Show that $\sqrt{10}+\sqrt{26}+\sqrt{17}+\sqrt{37} \gt \sqrt{341}$

inequalitynumber-comparisonradicals

Show that $\sqrt{10}+\sqrt{26}+\sqrt{17}+\sqrt{37} \gt \sqrt{341}$.

This is inspired by
Showing $x+y>z$, where $x=\sqrt{10}+\sqrt{26}$, $y=\sqrt{17}+\sqrt{37}$, and $z=\sqrt{323}$. Is my idea corect?,
where the 341 is replaced by
323.

In that problem,
the difference is about
$0.4949$,
which enabled a
quite elementary proof to work.

In this case,
the difference is about
$0.00098$,
which is much harder.

So,
is an elementary proof possible,
other than computing the difference?

Note:
Wolfram Alpha gives
this form for the difference:

sqrt(root of x^16 – 6896 x^15 + 21218584 x^14 – 38619086608 x^13 + 46445175324092 x^12 – 39034285182032752 x^11 + 23634682317529311848 x^10 – 10471213870456147495696 x^9 + 3411556529576995933189478 x^8 – 814131450981226210018475344 x^7 + 140459189711872042665929874728 x^6 – 17103305259239135613970718210992 x^5 + 1412793771745512798455228682417916 x^4 – 74118197304168530774085170831631440 x^3 + 2187202048899771587108104647206992600 x^2 – 27077232770375735729098901781263934000 x + 26005877616308367788704404950625 near x = 9.60433×10^-7)

It also gives the
minimal polynomial as

x^32 – 6896 x^30 + 21218584 x^28 – 38619086608 x^26 + 46445175324092 x^24 – 39034285182032752 x^22 + 23634682317529311848 x^20 – 10471213870456147495696 x^18 + 3411556529576995933189478 x^16 – 814131450981226210018475344 x^14 + 140459189711872042665929874728 x^12 – 17103305259239135613970718210992 x^10 + 1412793771745512798455228682417916 x^8 – 74118197304168530774085170831631440 x^6 + 2187202048899771587108104647206992600 x^4 – 27077232770375735729098901781263934000 x^2 + 26005877616308367788704404950625

Best Answer

Let $$ s \doteq \sqrt{10} + \sqrt{17} + \sqrt{26} + \sqrt{37} = \sum_{n=3}^6 \sqrt{n^2+1}. $$ The inequality $s > \sqrt{341}$ is fairly tight because $s^2 \approx 341.0362$. However, we will obtain the bound $s^2 > 341.03$ using only rational arithmetic.

To begin, note that $$ \sqrt{n^2+1} - n = \frac{1}{\sqrt{n^2+1} + n} < \frac{1}{2n}. $$ The inequality goes the wrong way to use directly.
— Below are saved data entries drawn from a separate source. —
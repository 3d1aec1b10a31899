use actix_web::{HttpRequest, HttpResponse};
use serde::Serialize;
use std::borrow::Cow;
use validator::{ValidationError, ValidationErrors};

use crate::chain::accounts::{MAX_DESCRIPTION_LEN, MAX_NAME_LEN, MAX_PROPOSAL_LEN, MAX_URL_LEN};

#[derive(Debug, Serialize)]
pub struct ErrorResponse {
    pub error: String,
    pub fields: serde_json::Value,
}

/// Creates a configured JsonConfig with standardized error handling for the entire project
pub fn json_config() -> actix_web_validator::JsonConfig {
    actix_web_validator::JsonConfig::default().error_handler(reject)
}

/// Same error rendering for query strings
pub fn query_config() -> actix_web_validator::QueryConfig {
    actix_web_validator::QueryConfig::default().error_handler(reject)
}

/// On-chain string limits are in UTF-8 bytes, not characters.
fn within_bytes(value: &str, min: usize, max: usize, message: String) -> Result<(), ValidationError> {
    if (min..=max).contains(&value.len()) {
        return Ok(());
    }
    let mut error = ValidationError::new("length");
    error.message = Some(Cow::Owned(message));
    error.add_param(Cow::Borrowed("max_bytes"), &max);
    error.add_param(Cow::Borrowed("bytes"), &value.len());
    Err(error)
}

pub fn name_bytes(name: &str) -> Result<(), ValidationError> {
    within_bytes(name, 1, MAX_NAME_LEN, format!("Name must be between 1 and {} bytes", MAX_NAME_LEN))
}

pub fn proposal_bytes(proposal: &str) -> Result<(), ValidationError> {
    within_bytes(
        proposal,
        1,
        MAX_PROPOSAL_LEN,
        format!("Proposal must be between 1 and {} bytes", MAX_PROPOSAL_LEN),
    )
}

pub fn url_bytes(url: &str) -> Result<(), ValidationError> {
    within_bytes(url, 1, MAX_URL_LEN, format!("Submission URL is too long (max {} bytes)", MAX_URL_LEN))
}

pub fn description_bytes(description: &str) -> Result<(), ValidationError> {
    within_bytes(
        description,
        1,
        MAX_DESCRIPTION_LEN,
        format!("Description must be between 1 and {} bytes", MAX_DESCRIPTION_LEN),
    )
}

/// Flatten validation errors into one line, ordered by field name.
pub fn describe_errors(errors: &ValidationErrors) -> String {
    let mut messages: Vec<String> = errors
        .field_errors()
        .into_iter()
        .flat_map(|(field, errors)| errors.iter().map(move |e| field_message(&field, e)))
        .collect();
    messages.sort();
    messages.join("; ")
}

fn field_message(field: &str, error: &validator::ValidationError) -> String {
    error
        .message
        .as_ref()
        .map(|m| m.to_string())
        .unwrap_or_else(|| format!("Validation error in field: {}", field))
}

fn reject(err: actix_web_validator::Error, _req: &HttpRequest) -> actix_web::Error {
    let mut fields = serde_json::Map::new();

    let error = match err {
        actix_web_validator::Error::Validate(validation_errors) => {
            for (field, errors) in validation_errors.field_errors() {
                let messages: Vec<String> = errors.iter().map(|e| field_message(&field, e)).collect();
                fields.insert(field.to_string(), serde_json::json!({"errors": messages}));
            }
            "Validation failed"
        }
        actix_web_validator::Error::Deserialize(de_err) => {
            let err_string = de_err.to_string();

            let message = if err_string.contains("EOF while parsing") {
                "Request body is empty. Expected JSON payload".to_string()
            } else if err_string.contains("unknown variant") {
                "Invalid enum value. Check allowed values for this field".to_string()
            } else {
                format!("Invalid request: {}", err_string)
            };
            fields.insert("message".to_string(), serde_json::json!(message));
            "Request validation failed"
        }
        _ => {
            fields.insert("message".to_string(), serde_json::json!("Validation error"));
            "Validation failed"
        }
    };

    let error_response = ErrorResponse {
        error: error.to_string(),
        fields: serde_json::Value::Object(fields),
    };
    actix_web::error::InternalError::from_response("", HttpResponse::BadRequest().json(error_response)).into()
}

#[cfg(test)]
mod tests {
    use super::*;
    use crate::api::job::models::BidRequest;
    use validator::Validate;

    #[test]
    fn describe_errors_lists_every_field() {
        let bid = BidRequest {
            amount: 0,
            proposal: String::new(),
        };
        let errors = bid.validate().unwrap_err();

        assert_eq!(
            describe_errors(&errors),
            "Bid amount must be greater than zero; Proposal must be between 1 and 1000 bytes"
        );
    }

    #[test]
    fn limits_count_utf8_bytes() {
        // 100 characters, 200 bytes
        assert!(name_bytes(&"é".repeat(100)).is_err());
        assert!(name_bytes(&"é".repeat(50)).is_ok());
        assert!(name_bytes(&"a".repeat(100)).is_ok());
        assert!(name_bytes("").is_err());

        assert!(proposal_bytes(&"€".repeat(334)).is_err());
        assert!(proposal_bytes(&"€".repeat(333)).is_ok());
        assert!(description_bytes(&"é".repeat(501)).is_err());
        assert!(url_bytes(&format!("https://example.com/{}", "é".repeat(240))).is_err());
    }

    #[test]
    fn byte_limit_error_carries_message() {
        let err = name_bytes(&"é".repeat(100)).unwrap_err();
        assert_eq!(err.code, "length");
        assert_eq!(err.message.as_deref(), Some("Name must be between 1 and 100 bytes"));
    }
}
Instead we express it as $\sqrt{n^2+1} < n + \frac{1}{2n}$ and write $$ \sqrt{n^2+1} - n = \frac{1}{\sqrt{n^2+1} + n} > \frac{1}{n + \frac{1}{2n} + n} = \frac{2n}{4n^2+1}. $$ Therefore $$ s = \sum_{n=3}^6 \sqrt{n^2+1} > \sum_{n=3}^6 \left(n + \frac{2n}{4n^2+1}\right) = \frac{130086126}{7044245}. $$ The final step is just some more rational arithmetic (albeit with large integers!): $$ s^2 - 341 = \frac{1506999259351}{49621387620025} > \frac{15}{500} = 0.03. $$ Therefore $s^2 > 341.03$.